(Your instructions): From the first line to the last, give the data again exactly.
··· Material provided ···
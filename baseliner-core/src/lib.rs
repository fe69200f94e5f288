//! Baseliner core library: domain types, layered settings, capability traits.
//!
//! - [`types`]: newtypes, credential requests, secret bundles, run outcomes
//! - [`config`]: YAML base file + TOML overlays + flags + environment
//! - [`host`]: [`RepositoryHost`] trait consumed by the lister and workers
//! - [`secrets`]: [`CredentialProvider`] trait and token extraction
//! - [`error`]: [`ConfigError`]

pub mod config;
pub mod error;
pub mod host;
pub mod secrets;
pub mod types;

pub use config::{
    AuthType, Baseline, DeclaredVariable, Environment, FileConfig, FileVariablePolicy, Overrides,
    ProductLine, RetryPolicy, Settings, VaultSettings,
};
pub use error::ConfigError;
pub use host::{FileCommit, HostError, HostProject, ListOptions, RepositoryHost};
pub use secrets::{host_token, CredentialError, CredentialProvider, HOST_TOKEN_KEY};
pub use types::{
    CredentialRequest, Operation, ProjectDescriptor, ProjectId, ProjectName,
    ReconciliationOutcome, RunSummary, SecretBundle, StepFailure, VariableKind, VariableRecord,
};
//! Error types for baseliner-core.

use std::path::PathBuf;

use thiserror::Error;

/// Malformed or missing settings. Always raised before any network call.
#[derive(Debug, Error)]
pub enum ConfigError {
    /// Config file could not be read.
    #[error("cannot read config file {path}: {source}")]
    Io {
        path: PathBuf,
        #[source]
        source: std::io::Error,
    },

    /// YAML parse error in the base config file.
    #[error("failed to parse YAML config at {path}: {source}")]
    Yaml {
        path: PathBuf,
        #[source]
        source: serde_yaml::Error,
    },

    /// TOML parse error in an overlay file.
    #[error("failed to parse TOML overlay at {path}: {source}")]
    Toml {
        path: PathBuf,
        #[source]
        source: toml::de::Error,
    },

    /// The merged config tree does not match the expected shape.
    #[error("invalid config structure: {0}")]
    Shape(#[source] serde_yaml::Error),

    /// A required setting is absent.
    #[error("missing required setting `{0}`")]
    Missing(String),

    /// A required environment variable is unset or empty.
    #[error("required environment variable {0} is not set")]
    MissingEnv(String),

    /// A setting is present but unusable.
    #[error("invalid value for `{field}`: {reason}")]
    Invalid { field: String, reason: String },
}

impl ConfigError {
    pub fn invalid(field: impl Into<String>, reason: impl Into<String>) -> Self {
        Self::Invalid {
            field: field.into(),
            reason: reason.into(),
        }
    }
}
···
(Finished exercise):
filename baseliner-core/src/lib.rs
repository fe69200f94e5f288
//! Baseliner core library: domain types, layered settings, capability traits.
//!
//! - [`types`]: newtypes, credential requests, secret bundles, run outcomes
//! - [`config`]: YAML base file + TOML overlays + flags + environment
//! - [`host`]: [`RepositoryHost`] trait consumed by the lister and workers
//! - [`secrets`]: [`CredentialProvider`] trait and token extraction
//! - [`error`]: [`ConfigError`]

pub mod config;
pub mod error;
pub mod host;
pub mod secrets;
pub mod types;

pub use config::{
    AuthType, Baseline, DeclaredVariable, Environment, FileConfig, FileVariablePolicy, Overrides,
    ProductLine, RetryPolicy, Settings, VaultSettings,
};
pub use error::ConfigError;
pub use host::{FileCommit, HostError, HostProject, ListOptions, RepositoryHost};
pub use secrets::{host_token, CredentialError, CredentialProvider, HOST_TOKEN_KEY};
pub use types::{
    CredentialRequest, Operation, ProjectDescriptor, ProjectId, ProjectName,
    ReconciliationOutcome, RunSummary, SecretBundle, StepFailure, VariableKind, VariableRecord,
};
//! Error types for baseliner-core.

use std::path::PathBuf;

use thiserror::Error;

/// Malformed or missing settings. Always raised before any network call.
#[derive(Debug, Error)]
pub enum ConfigError {
    /// Config file could not be read.
    #[error("cannot read config file {path}: {source}")]
    Io {
        path: PathBuf,
        #[source]
        source: std::io::Error,
    },

    /// YAML parse error in the base config file.
    #[error("failed to parse YAML config at {path}: {source}")]
    Yaml {
        path: PathBuf,
        #[source]
        source: serde_yaml::Error,
    },

    /// TOML parse error in an overlay file.
    #[error("failed to parse TOML overlay at {path}: {source}")]
    Toml {
        path: PathBuf,
        #[source]
        source: toml::de::Error,
    },

    /// The merged config tree does not match the expected shape.
    #[error("invalid config structure: {0}")]
    Shape(#[source] serde_yaml::Error),

    /// A required setting is absent.
    #[error("missing required setting `{0}`")]
    Missing(String),

    /// A required environment variable is unset or empty.
    #[error("required environment variable {0} is not set")]
    MissingEnv(String),

    /// A setting is present but unusable.
    #[error("invalid value for `{field}`: {reason}")]
    Invalid { field: String, reason: String },
}

impl ConfigError {
    pub fn invalid(field: impl Into<String>, reason: impl Into<String>) -> Self {
        Self::Invalid {
            field: field.into(),
            reason: reason.into(),
        }
    }
}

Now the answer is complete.